しばらくすると、厨房からチーズが焦げる香ばしい匂いと、海鮮の濃厚な磯の香りが混ざり合って漂い始めた。オーブンの窓越しに見えるソースは、ふつふつと泡を立て、チーズが美味しそうな狐色の焼き色を纏っていく。
「さあ、出来上がりましたわ」
テーブルに運ばれた、熱々のグラタン。 アデル様は、その立ち上る湯気と、黄金色の表面を見つめて息を呑んだ。
「《数種のチーズと新鮮な魚介のマカロニグラタン》ですわ。……火傷に気をつけて、召し上がってくださいまし」
アデル様がおそるおそるフォークを入れ、一口分を掬い上げた。とろりと伸びるチーズ。それに絡まる、純白のソース。彼女がそれを口に運び、ゆっくりと咀嚼した瞬間——。
「っ……!」
アデル様の頬が、薔薇色に染まった。濃厚なホワイトソースの優しさが、まず彼女の舌を包み込む。続いて、噛み締めた帆立から溢れ出す海の滋味。そして、数種類のチーズが織りなす重厚なコクが、彼女の全身に温かな活力を送り込んでいく。
「……なんて、こと……」
アデル様の瞳から、一粒の涙が零れ落ち、グラタンの皿の端で光った。
「王宮のシェフたちは、確かに完璧な味を作りました。……でも、ルシア、貴方の料理には……彼らには決して真似できないものがあるわ。……それは、私という人間を、今ここで救おうとする『愛』ですわ」
彼女は、もう一口、また一口と、愛おしそうにグラタンを運ぶ。
「王宮のどんな高価な料理よりも、この辺境の村で頂く一皿の方が、ずっと……ずっと価値がありますわ。……私、やっと分かりましたの。……私が本当に求めていたのは、黄金の椅子ではなく、この温かな食卓だったのだと」
アデル様は、最後の一口を飲み込むと、私を真っ直ぐに見つめて微笑んだ。それは、王宮の令嬢としての「仮面」ではない、一人の女性としての、心からの笑顔だった。

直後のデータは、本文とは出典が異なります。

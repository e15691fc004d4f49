//! Fasen: gerade Schräge mit zwei Schenkellängen.

use super::super::common::{parse_value, split_command};
use super::super::{ConstructionTool, PointerInput, ToolAction, ToolContext, ToolKind};
use super::{CornerPicker, CornerStatus};
use crate::core::{Vector, TOLERANCE};
use crate::document::Document;
use crate::geometry::{bevel_lines, CornerResult, LineData};
use crate::shared::{ToolPreview, ToolSettings};

pub struct BevelTool {
    pub(crate) picker: CornerPicker,
    pub(crate) length1: f64,
    pub(crate) length2: f64,
    pub(crate) trim: bool,
}

impl BevelTool {
    pub fn new() -> Self {
        Self::from_settings(&ToolSettings::default())
    }

    pub fn from_settings(settings: &ToolSettings) -> Self {
        Self {
            picker: CornerPicker::default(),
            length1: settings.bevel_length1,
            length2: settings.bevel_length2,
            trim: settings.bevel_trim,
        }
    }
}

impl Default for BevelTool {
    fn default() -> Self {
        Self::new()
    }
}

impl ConstructionTool for BevelTool {
    fn kind(&self) -> ToolKind {
        ToolKind::Bevel
    }

    fn status_text(&self) -> &str {
        match self.picker.status() {
            CornerStatus::SetEntity1 => "Erste Linie wählen",
            CornerStatus::SetEntity2 => "Zweite Linie wählen",
        }
    }

    fn is_initial(&self) -> bool {
        self.picker.status() == CornerStatus::SetEntity1
    }

    fn picks_entities(&self) -> bool {
        true
    }

    fn on_mouse_move(&mut self, pointer: PointerInput, ctx: &mut ToolContext<'_>) -> ToolAction {
        self.picker.hover(pointer, ctx)
    }

    fn on_coordinate(&mut self, pointer: PointerInput, ctx: &mut ToolContext<'_>) -> ToolAction {
        let solve = bevel_solver(self.length1, self.length2, self.trim);
        self.picker.click(pointer, ctx, solve)
    }

    fn on_command(&mut self, command: &str, ctx: &mut ToolContext<'_>) -> ToolAction {
        let (keyword, rest) = split_command(command);
        let target = match keyword.as_str() {
            "trim" => {
                self.trim = !self.trim;
                return ToolAction::UpdatePreview;
            }
            "length1" | "l1" => &mut self.length1,
            "length2" | "l2" => &mut self.length2,
            _ => return ToolAction::Ignored,
        };
        let Some(length) = parse_value(ctx, rest) else {
            return ToolAction::Ignored;
        };
        if length < TOLERANCE {
            ctx.message("Length must be positive");
            return ToolAction::Ignored;
        }
        *target = length;
        ToolAction::UpdatePreview
    }

    fn on_back(&mut self, ctx: &mut ToolContext<'_>) -> ToolAction {
        self.picker.back(ctx.doc)
    }

    fn preview(&self) -> ToolPreview {
        self.picker.preview(bevel_solver(self.length1, self.length2, self.trim))
    }

    fn reset(&mut self, doc: &mut dyn Document) {
        self.picker.reset(doc);
    }

    fn store_settings(&self, settings: &mut ToolSettings) {
        settings.bevel_length1 = self.length1;
        settings.bevel_length2 = self.length2;
        settings.bevel_trim = self.trim;
    }
}

fn bevel_solver(
    length1: f64, length2: f64, trim: bool,
) -> impl Fn(&LineData, Vector, &LineData, Vector) -> Option<CornerResult> {
    move |l1, c1, l2, c2| bevel_lines(l1, c1, l2, c2, length1, length2, trim)
}
//! AppIntent- und AppCommand-Enums für den Intent/Command-Datenfluss.

mod command;
mod intent;

pub use command::AppCommand;
pub use intent::AppIntent;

「ルシア。……私、この村に留まりたい。貴方の側で、この温かさを守る手伝いをさせてほしいの。……もう、あんな冷たい都会には戻りたくありませんわ」
「ふふ、もちろんですわ、アデル様。……ここでは誰もが、貴方の味方ですもの」
その言葉に、アデル様は子供のようにこっくりと頷いた。ハクが満足そうに彼女の足元で尾を振り、ミナが「アデルお姉様も一緒だね!」とはしゃいでいる。
王都の権威も、贅沢も、ここにある「一皿の幸せ」の前では何の意味も持たない 。 辺境の冬は厳しいかもしれない。けれど、私たちの心は、この温かなグラタンのように、決して冷めることはないのだ。
都会をしのぐ最高の贅沢は、この小さな村の、小さなキッチンの中にあった。